An idea here is to find some <meta typeof=..../> which is rendered invisibly by VE (ie, not as an icon indicating uneditable content, or whatever) -- add support for an invisible element if we can't find an existing one in VE to hijack.

Add both an HTML attribute *and* a data-parsoid attribute with a random nonce, like:

<meta integrity="cafecafe" data-parsoid='{"integrity":"cafecafe"}'/>

Verify during save processing that the two integrity tags match, and fail with a 500 error if not; also check that the "original" HTML and the "edited" HTML match. This should catch mismatches during data-parsoid recombination as well as mismatches between edited and original HTML.

An idea here is to find some <meta typeof=..../> which is rendered invisibly by VE (ie, not as an icon indicating uneditable content, or whatever) -- add support for an invisible element if we can't find an existing one in VE to hijack.

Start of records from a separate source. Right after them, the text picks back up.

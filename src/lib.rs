//! FigTree Expression Core
//!
//! The classification and syntax-conversion engine behind a visual editor
//! for JSON-encoded "FigTree" expression trees. Given an arbitrary JSON
//! subtree and a registry of operators, fragments and custom functions, the
//! core decides what kind of expression node it is, which properties and
//! value types apply, which aliases are in scope, and how to convert the
//! node between its canonical, shorthand and legacy (V1) forms.
//!
//! Rendering, widgets and evaluation live in the hosting application; the
//! host injects a [`Registry`], an [`Evaluator`](session::Evaluator) and a
//! [`TreeStore`](session::TreeStore) and receives pure replacement values.
//!
//! ## Node forms
//!
//! ```text
//! canonical:  { "operator": "+", "values": [1, 2], "fallback": 0 }
//! shorthand:  { "$plus": [1, 2] }
//! legacy V1:  { "operator": "+", "children": [1, 2] }   (upgrade only)
//! aliases:    { ..., "$myValue": { "operator": "+", "values": [1, 2] } }
//! ```

pub mod alias;
pub mod builtins;
pub mod classify;
pub mod config;
pub mod convert;
pub mod error;
pub mod metadata;
pub mod properties;
pub mod registry;
pub mod session;
pub mod validate;

pub use alias::{apply_aliases, collect_aliases, first_alias_position, is_alias_binding, is_alias_key};
pub use classify::{classify, summary_label, NodeContext, NodeKind};
pub use config::EditorConfig;
pub use convert::{from_shorthand, is_v1_node, to_shorthand, to_v2};
pub use error::{ExprError, Result};
pub use metadata::{
    common_properties, CustomFunctionMetadata, ExpectedType, FragmentMetadata, OperatorMetadata,
    ParameterMetadata, ParameterType, CUSTOM_FUNCTIONS, RESERVED_PROPERTIES,
};
pub use properties::{
    admissible_types, available_properties, default_fragment_node, default_function_node,
    default_operator_node, default_value_for, SelectorOption, TypeConstraint,
};
pub use registry::{standardise_name, Registry, RegistryData, ShorthandTarget};
pub use session::{EditSession, EditState, NodePath, PathSegment, PendingEdits};
pub use validate::{clean_operator_node, validate_expression, Severity, ValidationReport};
// =============================================================================
// Canonical -> Shorthand
// =============================================================================

/// Collapse canonical nodes into shorthand form, recursively.
///
/// A node whose single property is its governing metadata's first argument
/// slot (by canonical name) collapses to `{"$name": value}`; nodes with more
/// properties collapse to the collection form, preserving key order. Nodes
/// with nothing to collapse (no properties, V1 nodes, unresolvable names
/// below the root) pass through with children converted.
pub fn to_shorthand(node: &Value, registry: &Registry) -> Result<Value> {
    debug!("converting to shorthand");
    if let Some(name) = unresolved_governing_name(node, registry) {
        return Err(ExprError::UnresolvedName(name));
    }
    Ok(shorthand_inner(node, registry))
}

fn shorthand_inner(value: &Value, registry: &Registry) -> Value {
    let object = match value {
        Value::Object(map) => map,
        Value::Array(items) => {
            return Value::Array(items.iter().map(|v| shorthand_inner(v, registry)).collect())
        }
        other => return other.clone(),
    };

    // V1 nodes are not shorthand candidates; upgrade them first
    if is_v1_node(value) {
        return recurse_object(object, registry, shorthand_inner);
    }

    if let Some(op_spelling) = object.get("operator").and_then(Value::as_str) {
        return match registry.resolve_operator(op_spelling) {
            Some(meta) if meta.is_custom_function_marker() => {
                collapse_function_node(object, registry)
            }
            Some(meta) => collapse_operator_node(object, op_spelling, meta, registry),
            // Function name used directly in the operator slot
            None if registry.resolve_function(op_spelling).is_some() => {
                collapse_direct_function_node(object, op_spelling, registry)
            }
            None => recurse_object(object, registry, shorthand_inner),
        };
    }

    if let Some(frag_name) = object.get("fragment").and_then(Value::as_str) {
        return match registry.resolve_fragment(frag_name) {
            Some(frag) => collapse_fragment_node(object, frag, registry),
            None => recurse_object(object, registry, shorthand_inner),
        };
    }

    recurse_object(object, registry, shorthand_inner)
}

fn collapse_operator_node(
    object: &Map<String, Value>,
    spelling: &str,
    meta: &OperatorMetadata,
    registry: &Registry,
) -> Value {
    let properties: Vec<(&String, &Value)> =
        object.iter().filter(|(k, _)| *k != "operator").collect();

    if properties.is_empty() {
        // Nothing to collapse into the payload
        return Value::Object(object.clone());
    }

    let first_param = meta.positional_parameters().next();
    let payload = if let ([(key, value)], Some(param)) = (properties.as_slice(), first_param) {
        if param.name == **key {
            shorthand_inner(value, registry)
        } else {
            collection_payload(&properties, registry)
        }
    } else {
        collection_payload(&properties, registry)
    };

    single_key(format!("${spelling}"), payload)
}

fn collapse_fragment_node(
    object: &Map<String, Value>,
    frag: &FragmentMetadata,
    registry: &Registry,
) -> Value {
    let properties: Vec<(&String, &Value)> =
        object.iter().filter(|(k, _)| *k != "fragment").collect();

    if properties.is_empty() {
        return Value::Object(object.clone());
    }

    let first_param = frag.parameters.first();
    let payload = if let ([(key, value)], Some(param)) = (properties.as_slice(), first_param) {
        if param.name == **key {
            shorthand_inner(value, registry)
        } else {
            collection_payload(&properties, registry)
        }
    } else {
        collection_payload(&properties, registry)
    };

    single_key(format!("${}", frag.name), payload)
}
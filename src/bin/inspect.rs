//! Expression Inspector CLI
//!
//! Classifies, validates and converts FigTree expressions from the command
//! line. This is a hosting application for the core library, not part of it.

use std::path::PathBuf;

use anyhow::Context;
use clap::{Parser, Subcommand, ValueEnum};
use tracing_subscriber::EnvFilter;

use fig_tree_edit::{
    classify, from_shorthand, summary_label, to_shorthand, to_v2, validate_expression,
    EditorConfig, NodeContext, NodeKind, Registry, RegistryData, Severity,
};

#[derive(Parser)]
#[command(name = "figtree-inspect")]
#[command(about = "Inspect and convert FigTree expressions")]
struct Cli {
    /// Path to a serialized registry catalog (JSON)
    #[arg(short, long)]
    registry: Option<PathBuf>,

    /// Path to a config file
    #[arg(short, long)]
    config: Option<String>,

    #[command(subcommand)]
    command: Commands,
}

#[derive(Subcommand)]
enum Commands {
    /// Classify the root node of an expression
    Classify {
        /// Expression file (JSON)
        file: PathBuf,
    },

    /// Validate a whole expression
    Validate {
        /// Expression file (JSON)
        file: PathBuf,
    },

    /// Convert an expression between syntaxes
    Convert {
        /// Expression file (JSON)
        file: PathBuf,
        /// Target form
        #[arg(short, long, value_enum)]
        to: Target,
        /// Output file (stdout if omitted)
        #[arg(short, long)]
        output: Option<PathBuf>,
    },

    /// List or search registered operators
    Operators {
        /// Fuzzy search query
        query: Option<String>,
    },
}

#[derive(Clone, Copy, ValueEnum)]
enum Target {
    Shorthand,
    Canonical,
    V2,
}

fn main() {
    tracing_subscriber::fmt()
        .with_env_filter(EnvFilter::from_default_env())
        .init();

    let cli = Cli::parse();

    if let Err(e) = run(cli) {
        eprintln!("Error: {e:#}");
        std::process::exit(1);
    }
}

fn run(cli: Cli) -> anyhow::Result<()> {
    let config = match &cli.config {
        Some(path) => EditorConfig::load_from(Some(path))?,
        None => EditorConfig::load().unwrap_or_default(),
    };

    let registry = load_registry(&cli, &config)?;

    match cli.command {
        Commands::Classify { file } => {
            let expression = read_expression(&file)?;
            let kind = classify(&expression, &NodeContext::root(), &registry);
            let label = match kind {
                NodeKind::Literal => "Literal".to_string(),
                NodeKind::Operator(Some(meta)) => format!("Operator ({})", meta.name),
                NodeKind::Operator(None) => "Operator (unresolved)".to_string(),
                NodeKind::CustomFunction(Some(func)) => {
                    format!("Custom function ({})", func.name)
                }
                NodeKind::CustomFunction(None) => "Custom function (unresolved)".to_string(),
                NodeKind::Fragment(Some(frag)) => format!("Fragment ({})", frag.name),
                NodeKind::Fragment(None) => "Fragment (unresolved)".to_string(),
                NodeKind::ShorthandSimple(target) => {
                    format!("Shorthand, simple value ({})", target.name())
                }
                NodeKind::ShorthandCollection(target) => {
                    format!("Shorthand, collection ({})", target.name())
                }
            };
            println!("{label}");
            if let Some(summary) = summary_label(&expression, &registry) {
                println!("{summary}");
            }
            Ok(())
        }

        Commands::Validate { file } => {
            let expression = read_expression(&file)?;
            let report = validate_expression(&expression, &registry);

            for diagnostic in &report.diagnostics {
                let glyph = match diagnostic.severity {
                    Severity::Error => "❌",
                    Severity::Warning => "⚠️ ",
                };
                let at = if diagnostic.path.is_empty() {
                    "<root>".to_string()
                } else {
                    diagnostic.path.clone()
                };
                println!("{glyph} [{}] {} at {}", diagnostic.code, diagnostic.message, at);
            }

            if report.is_clean() {
                println!("✅ Expression is valid");
                Ok(())
            } else {
                std::process::exit(1);
            }
        }

        Commands::Convert { file, to, output } => {
            let expression = read_expression(&file)?;
            let converted = match to {
                Target::Shorthand => to_shorthand(&expression, &registry)?,
                Target::Canonical => from_shorthand(&expression, &registry)?,
                Target::V2 => to_v2(&expression, &registry)?,
            };
            let rendered = serde_json::to_string_pretty(&converted)?;
            match output {
                Some(path) => {
                    std::fs::write(&path, &rendered)?;
                    println!("✅ Written to {}", path.display());
                }
                None => println!("{rendered}"),
            }
            Ok(())
        }

        Commands::Operators { query } => {
            let operators: Vec<_> = match query {
                Some(q) => registry.search_operators(&q),
                None => registry.operators().iter().collect(),
            };
            for op in operators {
                let aliases = op.aliases.join(", ");
                match &op.description {
                    Some(desc) => println!("{:<20} [{}] - {}", op.name, aliases, desc),
                    None => println!("{:<20} [{}]", op.name, aliases),
                }
            }
            Ok(())
        }
    }
}

fn load_registry(cli: &Cli, config: &EditorConfig) -> anyhow::Result<Registry> {
    let catalog_path = cli
        .registry
        .clone()
        .or_else(|| config.catalog_path());

    let catalog: RegistryData = match &catalog_path {
        Some(path) => {
            let content = std::fs::read_to_string(path)
                .with_context(|| format!("reading registry catalog {}", path.display()))?;
            serde_json::from_str(&content)
                .with_context(|| format!("parsing registry catalog {}", path.display()))?
        }
        None => RegistryData::default(),
    };

    let mut operators = catalog.operators;
    if config.registry.use_builtins || operators.is_empty() {
        operators.extend(fig_tree_edit::builtins::builtin_operators());
    }

    Ok(Registry::new(operators, catalog.fragments, catalog.functions))
}

fn read_expression(path: &PathBuf) -> anyhow::Result<serde_json::Value> {
    let content = std::fs::read_to_string(path)
        .with_context(|| format!("reading expression {}", path.display()))?;
    serde_json::from_str(&content).with_context(|| format!("parsing expression {}", path.display()))
}
//! Metadata records for operators, fragments and custom functions
//!
//! These are the read-only catalog entries the editor core consumes. Field
//! names serialize in camelCase to match the wire format the hosting
//! evaluator exposes its catalog in.

use regex::Regex;
use serde::{Deserialize, Serialize};
use serde_json::Value;
use std::sync::OnceLock;

/// Canonical name of the reserved custom-function marker operator
pub const CUSTOM_FUNCTIONS: &str = "CUSTOM_FUNCTIONS";

/// Property keys with structural meaning on expression nodes. A key in this
/// set is never a user alias binding.
pub const RESERVED_PROPERTIES: &[&str] = &[
    "operator",
    "fragment",
    "children",
    "fallback",
    "outputType",
    "type",
    "useCache",
];

/// A value type a parameter slot can expect
#[derive(Debug, Clone, Copy, PartialEq, Eq, Hash, Serialize, Deserialize)]
#[serde(rename_all = "lowercase")]
pub enum ExpectedType {
    String,
    Number,
    Boolean,
    Array,
    Object,
    Null,
    Any,
}

/// Declared type of a parameter slot: a single type, a union of types, or a
/// closed set of literal strings
#[derive(Debug, Clone, PartialEq, Serialize, Deserialize)]
#[serde(untagged)]
pub enum ParameterType {
    Single(ExpectedType),
    OneOf(Vec<ExpectedType>),
    Literal { literal: Vec<String> },
}

impl ParameterType {
    pub fn is_any(&self) -> bool {
        match self {
            ParameterType::Single(t) => *t == ExpectedType::Any,
            ParameterType::OneOf(types) => types.contains(&ExpectedType::Any),
            ParameterType::Literal { .. } => false,
        }
    }

    /// Whether an array value is admissible for this slot
    pub fn accepts_array(&self) -> bool {
        match self {
            ParameterType::Single(t) => matches!(t, ExpectedType::Array | ExpectedType::Any),
            ParameterType::OneOf(types) => types
                .iter()
                .any(|t| matches!(t, ExpectedType::Array | ExpectedType::Any)),
            ParameterType::Literal { .. } => false,
        }
    }

    /// Whether this slot is declared array-typed. Stricter than
    /// [`accepts_array`](Self::accepts_array): an `any` slot accepts arrays
    /// but is not array-typed, so positional distribution fills it with a
    /// single value.
    pub fn is_array_typed(&self) -> bool {
        match self {
            ParameterType::Single(t) => *t == ExpectedType::Array,
            ParameterType::OneOf(types) => types.contains(&ExpectedType::Array),
            ParameterType::Literal { .. } => false,
        }
    }
}

impl Default for ParameterType {
    fn default() -> Self {
        ParameterType::Single(ExpectedType::Any)
    }
}

/// A single parameter slot declared by an operator or fragment
#[derive(Debug, Clone, PartialEq, Serialize, Deserialize)]
#[serde(rename_all = "camelCase")]
pub struct ParameterMetadata {
    /// Canonical property name (e.g. "values", "condition")
    pub name: String,
    #[serde(default, skip_serializing_if = "Option::is_none")]
    pub description: Option<String>,
    /// Alternative property names accepted for this slot
    #[serde(default)]
    pub aliases: Vec<String>,
    #[serde(default)]
    pub required: bool,
    #[serde(rename = "type", default)]
    pub parameter_type: ParameterType,
    /// Declared default, used when the property is added in the editor
    #[serde(default, skip_serializing_if = "Option::is_none")]
    pub default: Option<Value>,
}

impl ParameterMetadata {
    pub fn new(name: impl Into<String>, parameter_type: ParameterType, required: bool) -> Self {
        Self {
            name: name.into(),
            description: None,
            aliases: Vec::new(),
            required,
            parameter_type,
            default: None,
        }
    }

    /// Does `key` address this parameter, by name or alias?
    pub fn matches_key(&self, key: &str) -> bool {
        self.name == key || self.aliases.iter().any(|a| a == key)
    }

    /// Arbitrary-property markers are parameter entries named like
    /// `[...branches]`, flagging operators that accept free-form extra keys
    pub fn is_arbitrary_marker(&self) -> bool {
        static MARKER: OnceLock<Regex> = OnceLock::new();
        let re = MARKER.get_or_init(|| {
            Regex::new(r"^\[\s*\.\.\.[A-Za-z]+\s*\]$").expect("valid marker pattern")
        });
        re.is_match(&self.name)
    }
}

/// Catalog entry for an operator
#[derive(Debug, Clone, PartialEq, Serialize, Deserialize)]
#[serde(rename_all = "camelCase")]
pub struct OperatorMetadata {
    /// Canonical name (e.g. "PLUS")
    pub name: String,
    #[serde(default, skip_serializing_if = "Option::is_none")]
    pub description: Option<String>,
    /// Accepted aliases (e.g. "+", "plus", "add")
    #[serde(default)]
    pub aliases: Vec<String>,
    #[serde(default)]
    pub parameters: Vec<ParameterMetadata>,
}

impl OperatorMetadata {
    /// Is this the reserved marker under which custom functions are invoked?
    pub fn is_custom_function_marker(&self) -> bool {
        self.name == CUSTOM_FUNCTIONS
    }

    /// Find a declared parameter by property name or alias
    pub fn parameter(&self, key: &str) -> Option<&ParameterMetadata> {
        self.parameters.iter().find(|p| p.matches_key(key))
    }

    /// Does this operator accept arbitrary extra properties (e.g. MATCH
    /// branches, BUILD_OBJECT pairs)?
    pub fn accepts_arbitrary_properties(&self) -> bool {
        self.parameters.iter().any(|p| p.is_arbitrary_marker())
    }

    /// Declared parameters, excluding arbitrary-property markers
    pub fn positional_parameters(&self) -> impl Iterator<Item = &ParameterMetadata> {
        self.parameters.iter().filter(|p| !p.is_arbitrary_marker())
    }
}

/// Catalog entry for a fragment (a named, parameterized expression template)
#[derive(Debug, Clone, PartialEq, Serialize, Deserialize)]
#[serde(rename_all = "camelCase")]
pub struct FragmentMetadata {
    pub name: String,
    #[serde(default, skip_serializing_if = "Option::is_none")]
    pub description: Option<String>,
    #[serde(default)]
    pub parameters: Vec<ParameterMetadata>,
    /// Display hints carried with the catalog record
    #[serde(default, skip_serializing_if = "Option::is_none")]
    pub text_color: Option<String>,
    #[serde(default, skip_serializing_if = "Option::is_none")]
    pub background_color: Option<String>,
}

impl FragmentMetadata {
    pub fn parameter(&self, key: &str) -> Option<&ParameterMetadata> {
        self.parameters.iter().find(|p| p.matches_key(key))
    }
}

/// Catalog entry for a registered custom function
#[derive(Debug, Clone, PartialEq, Serialize, Deserialize)]
#[serde(rename_all = "camelCase")]
pub struct CustomFunctionMetadata {
    pub name: String,
    #[serde(default, skip_serializing_if = "Option::is_none")]
    pub description: Option<String>,
    #[serde(default, skip_serializing_if = "Option::is_none")]
    pub num_required_args: Option<usize>,
    /// Default positional arguments, used when selecting the function
    #[serde(default, skip_serializing_if = "Option::is_none")]
    pub args_default: Option<Vec<Value>>,
    /// Default single input object, alternative to positional args
    #[serde(default, skip_serializing_if = "Option::is_none")]
    pub input_default: Option<Value>,
    #[serde(default, skip_serializing_if = "Option::is_none")]
    pub text_color: Option<String>,
    #[serde(default, skip_serializing_if = "Option::is_none")]
    pub background_color: Option<String>,
}

/// The properties available on every operator and fragment node, independent
/// of the governing metadata
pub fn common_properties() -> Vec<ParameterMetadata> {
    vec![
        ParameterMetadata {
            name: "fallback".to_string(),
            description: Some("Value to return if the evaluation throws an error".to_string()),
            aliases: Vec::new(),
            required: false,
            parameter_type: ParameterType::Single(ExpectedType::Any),
            default: Some(Value::String("Returning fallback...".to_string())),
        },
        ParameterMetadata {
            name: "outputType".to_string(),
            description: Some("Convert the evaluation result to this type".to_string()),
            aliases: vec!["type".to_string()],
            required: false,
            parameter_type: ParameterType::Single(ExpectedType::Any),
            default: Some(Value::String("string".to_string())),
        },
    ]
}
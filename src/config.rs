//! Configuration management for the expression editor host
//!
//! Supports loading configuration from:
//! - Default values
//! - Config file (figtree.toml)
//! - Environment variables (FIGTREE_*)
//!
//! ## Example config file (figtree.toml):
//! ```toml
//! [registry]
//! catalog = "./registry.json"
//! use_builtins = true
//!
//! [editor]
//! indent = 3
//! collapse_depth = 2
//! string_truncate = 100
//! show_array_indices = false
//!
//! [evaluation]
//! data = "./data.json"
//! ```

use config_crate::{Config, ConfigError, Environment, File};
use serde::{Deserialize, Serialize};
use std::path::PathBuf;

/// Main configuration for the editor host
#[derive(Debug, Clone, Default, Serialize, Deserialize)]
pub struct EditorConfig {
    /// Registry settings
    #[serde(default)]
    pub registry: RegistryConfig,

    /// Display settings
    #[serde(default)]
    pub editor: DisplayConfig,

    /// Evaluation settings
    #[serde(default)]
    pub evaluation: EvaluationConfig,
}

/// Registry configuration
#[derive(Debug, Clone, Serialize, Deserialize)]
pub struct RegistryConfig {
    /// Path to a serialized registry catalog (operators/fragments/functions)
    #[serde(default)]
    pub catalog: Option<PathBuf>,

    /// Include the builtin operator set alongside the catalog
    #[serde(default = "default_true")]
    pub use_builtins: bool,
}

/// Display configuration
#[derive(Debug, Clone, Serialize, Deserialize)]
pub struct DisplayConfig {
    /// Indentation width for rendered JSON
    #[serde(default = "default_indent")]
    pub indent: usize,

    /// Depth at which nodes start collapsed
    #[serde(default = "default_collapse_depth")]
    pub collapse_depth: usize,

    /// Truncate displayed strings beyond this length
    #[serde(default = "default_string_truncate")]
    pub string_truncate: usize,

    /// Show indices on array entries
    #[serde(default)]
    pub show_array_indices: bool,
}

/// Evaluation configuration
#[derive(Debug, Clone, Default, Serialize, Deserialize)]
pub struct EvaluationConfig {
    /// Path to the external data context passed to the evaluator
    #[serde(default)]
    pub data: Option<PathBuf>,
}

// Default value functions
fn default_true() -> bool {
    true
}

fn default_indent() -> usize {
    3
}

fn default_collapse_depth() -> usize {
    2
}

fn default_string_truncate() -> usize {
    100
}

impl Default for RegistryConfig {
    fn default() -> Self {
        Self {
            catalog: None,
            use_builtins: true,
        }
    }
}

impl Default for DisplayConfig {
    fn default() -> Self {
        Self {
            indent: default_indent(),
            collapse_depth: default_collapse_depth(),
            string_truncate: default_string_truncate(),
            show_array_indices: false,
        }
    }
}

impl EditorConfig {
    /// Load configuration from default locations
    pub fn load() -> Result<Self, ConfigError> {
        Self::load_from(None)
    }

    /// Load configuration from a specific file
    pub fn load_from(config_path: Option<&str>) -> Result<Self, ConfigError> {
        let mut builder = Config::builder();

        // Load from default locations
        let config_locations = ["figtree.toml", ".figtree.toml", "config/figtree.toml"];

        for location in config_locations {
            builder = builder.add_source(File::with_name(location).required(false));
        }

        // Load from XDG config directory
        if let Some(config_dir) = directories::ProjectDirs::from("dev", "figtree", "editor") {
            let xdg_config = config_dir.config_dir().join("figtree.toml");
            if xdg_config.exists() {
                builder = builder.add_source(File::from(xdg_config).required(false));
            }
        }

        // Load from specified path
        if let Some(path) = config_path {
            builder = builder.add_source(File::with_name(path).required(true));
        }

        // Load from environment variables (FIGTREE_*)
        builder = builder.add_source(
            Environment::with_prefix("FIGTREE")
                .separator("__")
                .try_parsing(true),
        );

        let config = builder.build()?;
        config.try_deserialize()
    }

    /// Save configuration to a file
    pub fn save(&self, path: &str) -> std::io::Result<()> {
        let content = toml::to_string_pretty(self)
            .map_err(|e| std::io::Error::new(std::io::ErrorKind::InvalidData, e))?;
        std::fs::write(path, content)
    }

    /// Get the catalog path (resolves relative paths)
    pub fn catalog_path(&self) -> Option<PathBuf> {
        self.registry.catalog.as_ref().map(|p| {
            if p.is_absolute() {
                p.clone()
            } else {
                std::env::current_dir().unwrap_or_default().join(p)
            }
        })
    }
}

Add both an HTML attribute *and* a data-parsoid attribute with a random nonce, like:

<meta integrity="cafecafe" data-parsoid='{"integrity":"cafecafe"}'/>

Verify during save processing that the two integrity tags match, and fail with a 500 error if not; also check that the "original" HTML and the "edited" HTML match. This should catch mismatches during data-parsoid recombination as well as mismatches between edited and original HTML.

So, this solution has a drawback in that this will fail to detect corruption when the ids all line up but the wikitext is from the wrong revision (ex: T259855#6390408 and T227116).

So, I think we probably still consider a solution that is independent of that and is more at the selser level.

One strategy is as follows: whenever selser emits $wikitext for a DOMNode $node, we add sanity checks that verifies that for $node->nodeName, substr($wikitext, $some-length) matches expectations of what $node->nodeName would serialize to.

Ex: if $node->nodeName == 'ol', we expect substr($wikiext, 1) === '#'. If $node->nodeName == 'table', we expect substr($wikitext, 2) === '{|' and so on.

If these expectations fail, it is likely corruption.

ssastry updated the task description. (Show Details)Aug 17 2020, 7:38 PM

Wait, how would be random nonce line up if the wikitext is from the wrong revision?

Another idea: there's a warning about 'funny etag' in ApiParsoidTrait -- that should probably be a 500 error if etag is null, not a warning.

Wait, how would be random nonce line up if the wikitext is from the wrong revision?

Unless the wikitext used to generate the HTML is somehow part of the nonce, the nonce will line up.